With respect to the third issue the plaintiff raises, the plaintiff sought to introduce a letter from former counsel for plaintiff to Dr. Wayne and Dr. Wayne’s letter in response to it in which the doctor stated that he was “not at liberty or not qualified” to answer the questions posed in counsel’s letter. Dr. Wayne had treated the plaintiff briefly following the defendant’s treatment of her. The plaintiff sought to introduce the correspondence in order to impeach the witness’ qualifications to testify and to show his bias in favor of the defendant. The trial court sustained the defendant’s objection to admission of this correspondence

“because that letter is vague, as to what the doctor is referring to, and would require the Court to also submit the letter from the lawyer Irvin to the jury, so the jury would be placed in a position of trying to analyze the letter of lawyer Irvin to determine which of the questions the doctor may have been referring to in his letter *** and place an enormous burden on the jury to determine what this ambiguous statement of the doctor means, and would result in confusion to the jury and create a number of secondary issues and would serve no useful purpose, in my judgment.”

We have examined the letters in question and agree with the trial *241court’s assessment.
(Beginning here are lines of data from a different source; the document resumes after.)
//! Property-based tests for the FuelEU balance ledger.
//!
//! - Balance identity after every mutation
//! - Banked and borrowed never decrease
//! - Rejected mutations leave no visible change
//! - At most one pool allocation per vessel and period

use std::sync::Arc;

use proptest::prelude::*;
use tidemark_shared::config::LedgerConfig;
use tidemark_shared::types::{GramsCo2e, PoolId, VesselId};

use super::repository::InMemoryFuelEuRepository;
use super::service::FuelEuLedger;
use super::types::{FuelEuOperation, FuelEuPeriodBalance};
use crate::ledger::pool::AllocationType;
use crate::policy::CompliancePolicy;

const BASE_YEAR: i32 = 2025;

fn amount() -> impl Strategy<Value = GramsCo2e> {
    (-1_000_000i64..1_000_000i64).prop_map(GramsCo2e::new)
}

fn operation() -> impl Strategy<Value = (i32, FuelEuOperation)> {
    let period = 0i32..3i32;
    prop_oneof![
        (period.clone(), amount())
            .prop_map(|(p, amount)| (p, FuelEuOperation::RecordCompliance { amount })),
        (period.clone(), amount(), -1i32..12i32).prop_map(|(p, amount, ahead)| (
            p,
            FuelEuOperation::Bank {
                amount,
                target_period: BASE_YEAR + p + ahead,
            }
        )),
        (period.clone(), amount(), -1i32..3i32).prop_map(|(p, amount, ahead)| (
            p,
            FuelEuOperation::Borrow {
                amount,
                from_period: BASE_YEAR + p + ahead,
            }
        )),
        (period, amount(), any::<bool>()).prop_map(|(p, amount, outflow)| (
            p,
            FuelEuOperation::JoinPool {
                pool_id: PoolId::new(),
                allocation_type: if outflow {
                    AllocationType::Outflow
                } else {
                    AllocationType::Inflow
                },
                amount,
            }
        )),
    ]
}

fn snapshot(
    ledger: &FuelEuLedger<InMemoryFuelEuRepository>,
    vessel: VesselId,
) -> Vec<FuelEuPeriodBalance> {
    (BASE_YEAR..BASE_YEAR + 15)
        .map(|year| ledger.balance(vessel, year).unwrap())
        .collect()
}

proptest! {
    #![proptest_config(ProptestConfig::with_cases(100))]

    /// Every accepted mutation keeps the identity and monotonic components;
    /// every rejected one leaves the ledger untouched.
    #[test]
    fn prop_balance_invariants(ops in prop::collection::vec(operation(), 1..25)) {
        let ledger = FuelEuLedger::new(
            InMemoryFuelEuRepository::new(),
            Arc::new(CompliancePolicy::default()),
            &LedgerConfig::default(),
        );
        let vessel = VesselId::new();

        for (offset, op) in ops {
            let before = snapshot(&ledger, vessel);
            let result = ledger.apply(vessel, BASE_YEAR + offset, op);
            let after = snapshot(&ledger, vessel);

            if result.is_err() {
                prop_assert_eq!(&before, &after);
            }
            for (old, new) in before.iter().zip(&after) {
                prop_assert_eq!(
                    Some(new.balance_gco2e),
                    new.banked_gco2e.checked_sub(new.borrowed_gco2e)
                );
                prop_assert!(!new.banked_gco2e.is_negative());
                prop_assert!(!new.borrowed_gco2e.is_negative());
                prop_assert!(new.banked_gco2e >= old.banked_gco2e);
                prop_assert!(new.borrowed_gco2e >= old.borrowed_gco2e);
            }
        }
    }

    /// Joining twice in one period always fails, whatever the pools.
    #[test]
    fn prop_pool_uniqueness(first in 1i64..10_000i64, second in 1i64..10_000i64) {
        let ledger = FuelEuLedger::new(
            InMemoryFuelEuRepository::new(),
            Arc::new(CompliancePolicy::default()),
            &LedgerConfig::default(),
        );
        let vessel = VesselId::new();
        let join = |amount| FuelEuOperation::JoinPool {
            pool_id: PoolId::new(),
            allocation_type: AllocationType::Inflow,
            amount: GramsCo2e::new(amount),
        };

        prop_assert!(ledger.apply(vessel, BASE_YEAR, join(first)).is_ok());
        prop_assert!(ledger.apply(vessel, BASE_YEAR, join(second)).is_err());
        prop_assert!(ledger.apply(vessel, BASE_YEAR + 1, join(second)).is_ok());
    }
}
Furthermore, the phrase by which the plaintiff sought to impeach the witness with regard to his qualifications is taken from the following sentence: “There are many questions and many areas of concern which you expressed in your letter and I am either not at liberty or not qualified to answer many of your questions.” In context the phrase is, we think, of highly dubious value to accomplish plaintiff’s expressed purpose. In addition, as the trial court pointed out in response to plaintiff’s contention that she had been denied effective cross-examination of the witness as a result of this ruling, she engaged in thorough cross-examination of him over the course, according to the trial court, of at least IV2 hours. The scope of the cross-examination of witnesses is within the sound discretion of the trial court (Eckley v. St. Therese Hospital (1978), 62 Ill. App. 3d 299, 379 N.E.2d 306), and we find no abuse of that discretion here.

In the fourth and final issue plaintiff presents for review, she complains of the following remarks of defense counsel made during closing argument:

“So, it’s up to you, in looking at these two people and hearing them testify and knowing something about their background, as to who you are going to believe. Are you going to believe a reputable surgeon, who has practiced here in this county since 1961, or are you going to believe somebody that’s got this lawsuit against him?”

The plaintiff did not object to the remark at the time it was made, during trial; hence, the issue is waived for review. (See Senase v. Johns (1981), 96 Ill. App. 3d 164, 420 N.E.2d 1104.) Even if the issue were not waived, we think that the remark, though regrettable, would constitute, under the circumstances of the instant case, but harmless error.

Affirmed.

KASSERMAN, J., concur.

JUSTICE HARRISON,

dissenting:

While the decision of whether or not to declare a mistrial rests within the sound discretion of the court, a mistrial should be declared when the trial is interrupted by some occurrence of such a character that, because of it, one of the parties cannot have a fair trial. (Needy v. Sparks (1977), 51 Ill. App. 3d 350, 359, 366 N.E.2d 397.) Precisely such an occurrence took place here, where defendant, in the presence of the entire jury, carried the stricken juror from her chair and tended *242to her. While there is nothing to suggest that defendant’s actions resulted from anything less than admirable and humanitarian motives, it simply defies common sense and human experience to hold, as the majority does, that the issue of defendant’s alleged malpractice could be fairly resolved by jurors who had just watched defendant rescue their fallen counterpart.